The St. Pete Times has an article on soldiers who have suffered traumatic brain injuries (TBI) in Iraq or Afghanistan. We often focus on the number of people killed in a war, and give the injured just passing thought -- as if they have a cold and will get over it. However, thousands of soldiers will suffer the consequences for the rest of their lives.

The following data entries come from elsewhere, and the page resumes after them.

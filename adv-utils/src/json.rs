use anyhow::{anyhow, Result};
use serde::{de::DeserializeOwned, Deserialize, Serialize};
use serde_json::{to_string, to_value, Map, Value};

pub fn dejsonify<'a, T>(json_str: &'a str) -> serde_json::Result<T>
where
    T: Deserialize<'a>,
{
    serde_json::from_str::<T>(json_str)
}

/// Serializes with object keys sorted, so equal values always produce equal strings.
pub fn jsonify<T>(obj: &T) -> Result<String>
where
    T: Serialize,
{
    Ok(to_string(&jsonify_internal(&to_value(obj)?))?)
}

pub fn jsonify_internal(json_value: &Value) -> Value {
    match json_value {
        Value::Object(obj) => {
            let mut sorted_map = Map::new();
            let mut keys: Vec<&String> = obj.keys().collect();
            keys.sort();
            for key in keys {
                if let Some(value) = obj.get(key) {
                    sorted_map.insert(key.clone(), jsonify_internal(value));
                }
            }
            Value::Object(sorted_map)
        }
        Value::Array(items) => Value::Array(items.iter().map(jsonify_internal).collect()),
        _ => json_value.clone(),
    }
}

/// Parses an optional hyperparameter map. `None` yields `T::default()`.
pub fn parse_hyperparameters<T>(hyperparameters: &Option<Map<String, Value>>) -> Result<T>
where
    T: DeserializeOwned + Default,
{
    match hyperparameters {
        Some(hyperparameters) => serde_json::from_value::<T>(Value::Object(hyperparameters.clone()))
            .map_err(|e| anyhow!("Failed to parse hyperparameters: {}", e)),
        None => Ok(T::default()),
    }
}
use adv_utils::{ImageBatch, Labels};
use anyhow::{anyhow, Result};
use ndarray::{Array1, Array2, Axis};

/// A hard-label oracle: one predicted class index per image in the batch.
///
/// Attacks treat the classifier as read-only and may call it thousands of
/// times, so `predict` should be deterministic for a fixed batch.
pub trait Classifier {
    fn predict(&self, batch: &ImageBatch) -> Result<Labels>;
}

impl<C: Classifier + ?Sized> Classifier for &C {
    fn predict(&self, batch: &ImageBatch) -> Result<Labels> {
        (**self).predict(batch)
    }
}

impl<C: Classifier + ?Sized> Classifier for Box<C> {
    fn predict(&self, batch: &ImageBatch) -> Result<Labels> {
        (**self).predict(batch)
    }
}

/// Wraps a closure as a [`Classifier`].
pub struct FnClassifier<F>(F);

impl<F> FnClassifier<F>
where
    F: Fn(&ImageBatch) -> Result<Labels>,
{
    pub fn new(predict: F) -> Self {
        Self(predict)
    }
}

impl<F> Classifier for FnClassifier<F>
where
    F: Fn(&ImageBatch) -> Result<Labels>,
{
    fn predict(&self, batch: &ImageBatch) -> Result<Labels> {
        (self.0)(batch)
    }
}

/// Predicts `argmax(W · flatten(x) + b)` for every image `x`.
#[derive(Debug, Clone)]
pub struct LinearClassifier {
    /// `(num_classes, C * H * W)`
    weights: Array2<f32>,
    bias: Array1<f32>,
}

impl LinearClassifier {
    pub fn new(weights: Array2<f32>, bias: Array1<f32>) -> Result<Self> {
        if weights.nrows() == 0 {
            return Err(anyhow!("Linear classifier needs at least one class"));
        }
        if weights.nrows() != bias.len() {
            return Err(anyhow!(
                "Weights have {} rows but bias has {} entries",
                weights.nrows(),
                bias.len()
            ));
        }
        Ok(Self { weights, bias })
    }

    pub fn num_classes(&self) -> usize {
        self.weights.nrows()
    }

    pub fn num_features(&self) -> usize {
        self.weights.ncols()
    }

    pub fn logits(&self, batch: &ImageBatch) -> Result<Array2<f32>> {
        let n = batch.len_of(Axis(0));
        let features = if n == 0 { 0 } else { batch.len() / n };
        if n > 0 && features != self.num_features() {
            return Err(anyhow!(
                "Images have {} features, classifier expects {}",
                features,
                self.num_features()
            ));
        }
        let flat = Array2::from_shape_vec(
            (n, self.num_features()),
            batch.iter().copied().collect(),
        )?;
        Ok(flat.dot(&self.weights.t()) + &self.bias)
    }
}

impl Classifier for LinearClassifier {
    fn predict(&self, batch: &ImageBatch) -> Result<Labels> {
        let logits = self.logits(batch)?;
        Ok(logits.outer_iter().map(|row| argmax(row.iter())).collect())
    }
}

/// Index of the first maximum.
fn argmax<'a>(values: impl Iterator<Item = &'a f32>) -> usize {
    values
        .enumerate()
        .fold((0, f32::NEG_INFINITY), |(best_idx, best), (idx, &v)| {
            if v > best {
                (idx, v)
            } else {
                (best_idx, best)
            }
        })
        .0
}
use super::{Objective, Oracle, Stage};
use crate::Classifier;
use adv_utils::{select_samples, uniform_batch, ImageBatch};
use anyhow::Result;
use ndarray::{Array1, Axis};
use rand::Rng;
use tracing::trace;

/// Starting point found by random search.
#[derive(Debug, Clone)]
pub struct Initialization {
    pub images: ImageBatch,
    /// Whether each sample met the objective on the last query.
    pub success: Array1<bool>,
    pub trials: usize,
}

/// Draws uniform random images for every sample that is not yet adversarial,
/// for at most `max_trials` rounds. Samples that never succeed keep their last
/// random draw (or the original image if no round ran).
pub fn initialize<C, R>(
    oracle: &mut Oracle<'_, C>,
    original: &ImageBatch,
    objective: &Objective<'_>,
    max_trials: usize,
    rng: &mut R,
) -> Result<Initialization>
where
    C: Classifier + ?Sized,
    R: Rng,
{
    let batch_size = original.len_of(Axis(0));
    let mut images = original.clone();
    let mut success = Array1::from_elem(batch_size, false);
    let mut trials = 0;

    while trials < max_trials && success.iter().any(|&s| !s) {
        let needs_update = success.mapv(|s| !s);
        let random = uniform_batch(original.dim(), rng);
        select_samples(&needs_update, &mut images, &random)?;

        let predictions = oracle.query(&images, Stage::Initialization)?;
        success = objective.evaluate(&predictions);
        trials += 1;
        trace!(
            "Initialization trial {}: {}/{} samples adversarial",
            trials,
            success.iter().filter(|&&s| s).count(),
            batch_size
        );
    }

    Ok(Initialization {
        images,
        success,
        trials,
    })
}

As a country, it is our duty help these soldiers. It won't be cheap. From the article: "Next month, a $65 million medical center devoted to TBI, post-traumatic stress disorder and other psychological problems will open its doors at Bethesda; it will eventually treat about 20 patients."

A couple of years ago, Joseph Stiglitz estimated that the cost of the wars in Iraq and Afghanistan will eventually reach $3 trillion, partially because of the long-term costs of providing for veterans. According to Stiglitz, spending on World War II vets peaked in 1993, 48 years after the war ended.

Which brings up a point raised by Bruce Bartlett in a Forbes article from a February: The U.S. budget deficit won't be eliminated by just cutting earmarks, pork, and foreign aid. We have made a lot of promises to a lot of people -- future retirees, purchasers of Treasuries, veterans -- that will be difficult to break. In the case of these wounded veterans, of course, we shouldn't.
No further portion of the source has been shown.